高断熱高気密住宅を全国に広げている
NPO新木造住宅技術研究協議会(新住協)事務局は仙台市若林区にあり、
今回の震災で、事務局も被災しました。
しかし、専務理事の会沢さんの住宅は、最近、高断熱高気密住宅に改修し、
今回の震災でも、居住環境も構造も、まったく問題がありませんでした。
その経緯をまとめていただきましたので、掲載いたします。
地震発生後、暖房を連続10日間OFF、
その時高断熱住宅はどうなる!
3月11日14時46分、大地震発生、そして停電。
我が家の暖房は、灯油を熱源とした温水パネル(基礎断熱床下放熱式)暖房。
灯油が熱源とはいうものの、電気がなければ暖房できないしくみになっています。3/11は当然暖房不可、ストーブもないので暖房はしないことにしました。
電気が通じたのは4日目です。
その間、ストーブを持ち込むつもりもなかったのでこの際ということで
暖房の電源を完全OFFにして過ごすことにしました。
3/23現在そのままです。
この間の室温はどうなったでしょうか。
答えは下のグラフの通りです。
真冬の寒気が来た17,18の2日目、
瞬間的に12℃近くになりましたが、概ね15℃〜16℃くらいで
暮らしていたと言えます。
厚めのセーターに下ズボン、それにスリッパ履きでいれば
ストーブ無しでも大丈夫でした。
とにかく、日が照りさえすれば室温は上がり
高断熱がそれをずっと保温するという単純な理屈そのままです。
この住宅の熱性能を記します。
■住宅面積木造2階建て約104㎡
■熱損失係数(Q値)1.47 総熱損失係数Qa 152W/k
■室内取得熱1629W/h 内冬季日射取得熱1150W/h
■自然温度差10.7℃
■温度測定コーナー札幌おんどとりTR-72
上の数字(理屈の上ですが)からこの住宅のすぐれた点をいくつか。
①自然温度差(日射熱と室内に発生する熱だけで室温何℃に相当するか)が
10.7℃であること。
つまり、外気温よりいつも10.7℃高い(昼夜平均)ことを意味します。
②日射熱を1150W/h採れること。
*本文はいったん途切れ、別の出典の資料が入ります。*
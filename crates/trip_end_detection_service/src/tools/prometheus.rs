/*  Copyright 2022-23, Juspay India Pvt Ltd
    This program is free software: you can redistribute it and/or modify it under the terms of the GNU Affero General Public License
    as published by the Free Software Foundation, either version 3 of the License, or (at your option) any later version. This program
    is distributed in the hope that it will be useful, but WITHOUT ANY WARRANTY; without even the implied warranty of MERCHANTABILITY
    or FITNESS FOR A PARTICULAR PURPOSE. See the GNU Affero General Public License for more details. You should have received a copy of
    the GNU Affero General Public License along with this program. If not, see <https://www.gnu.org/licenses/>.
*/
#![allow(clippy::expect_used)]

use actix_web_prom::{PrometheusMetrics, PrometheusMetricsBuilder};
use prometheus::{
    opts, register_histogram_vec, register_int_counter, register_int_counter_vec, HistogramVec,
    IntCounter, IntCounterVec,
};

pub static INCOMING_API: once_cell::sync::Lazy<HistogramVec> = once_cell::sync::Lazy::new(|| {
    register_histogram_vec!(
        opts!("http_request_duration_seconds", "Incoming API requests").into(),
        &["method", "handler", "status_code", "code", "version"]
    )
    .expect("Failed to register incoming API metrics")
});

pub static TOTAL_LOCATION_EVENTS: once_cell::sync::Lazy<IntCounter> =
    once_cell::sync::Lazy::new(|| {
        register_int_counter!("total_location_events", "Total Location Events")
            .expect("Failed to register total location events metrics")
    });

pub static SAMPLE_FILTER_OUTCOME: once_cell::sync::Lazy<IntCounterVec> =
    once_cell::sync::Lazy::new(|| {
        register_int_counter_vec!(
            opts!("sample_filter_outcome", "Sample Filter Outcomes"),
            &["outcome"]
        )
        .expect("Failed to register sample filter outcome metrics")
    });

pub static TRIP_END_DETECTED: once_cell::sync::Lazy<IntCounter> =
    once_cell::sync::Lazy::new(|| {
        register_int_counter!("trip_end_detected", "Trip Ends Detected")
            .expect("Failed to register trip end detected metrics")
    });

/// Observes the duration of an incoming API request into `INCOMING_API`.
///
/// # Arguments
///
/// * `$method` - The HTTP method of the request.
/// * `$endpoint` - The route of the request, with path parameters masked.
/// * `$status` - The HTTP status code of the response.
/// * `$code` - `SUCCESS` or the error code of the response.
/// * `$start` - The instant the request was received.
#[macro_export]
macro_rules! incoming_api {
    ($method:expr, $endpoint:expr, $status:expr, $code:expr, $start:expr) => {
        let duration = $start.elapsed().as_secs_f64();
        let version = std::env::var("DEPLOYMENT_VERSION").unwrap_or("DEV".to_string());
        INCOMING_API
            .with_label_values(&[$method, $endpoint, $status, $code, version.as_str()])
            .observe(duration);
    };
}

/// Counts one sample filter decision, labelled by its outcome.
#[macro_export]
macro_rules! sample_filter_outcome {
    ($outcome:expr) => {
        SAMPLE_FILTER_OUTCOME.with_label_values(&[$outcome]).inc();
    };
}

/// Builds the actix middleware serving `/metrics`, with the service metrics registered into it.
///
/// # Panics
///
/// * If the metrics builder fails or a metric cannot be registered.
pub fn prometheus_metrics() -> PrometheusMetrics {
    let prometheus = PrometheusMetricsBuilder::new("api")
        .endpoint("/metrics")
        .build()
        .expect("Failed to create Prometheus Metrics");

    prometheus
        .registry
        .register(Box::new(INCOMING_API.to_owned()))
        .expect("Failed to register incoming API metrics");

    prometheus
        .registry
        .register(Box::new(TOTAL_LOCATION_EVENTS.to_owned()))
        .expect("Failed to register total location events metrics");

    prometheus
        .registry
        .register(Box::new(SAMPLE_FILTER_OUTCOME.to_owned()))
        .expect("Failed to register sample filter outcome metrics");

    prometheus
        .registry
        .register(Box::new(TRIP_END_DETECTED.to_owned()))
        .expect("Failed to register trip end detected metrics");

    prometheus
}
Qaが152W/kですから、
日射熱だけで約7℃(昼夜平均)になる理屈です。
断熱ブラインドが取得熱を保温する役割を実によく機能しています。
因みにこの家はQ1.0(キューワン)住宅です。
年間の暖房エネルギーは約200㍑(@80円→16000円)で、実測も同程度。
仙台くらいの日射量があると、
省エネ性能を熱損失係数だけで判断するのは安直で、
日射取得熱との兼ね合いが大切です。
暖房無しのこういう事態ではどうなるか、
自然温度差が一つの目安になると言えるのではないでしょうか。
*外気温測定は測定に失敗しました。(11日前に容量オーバーFULL状態)
23日以降で測定中。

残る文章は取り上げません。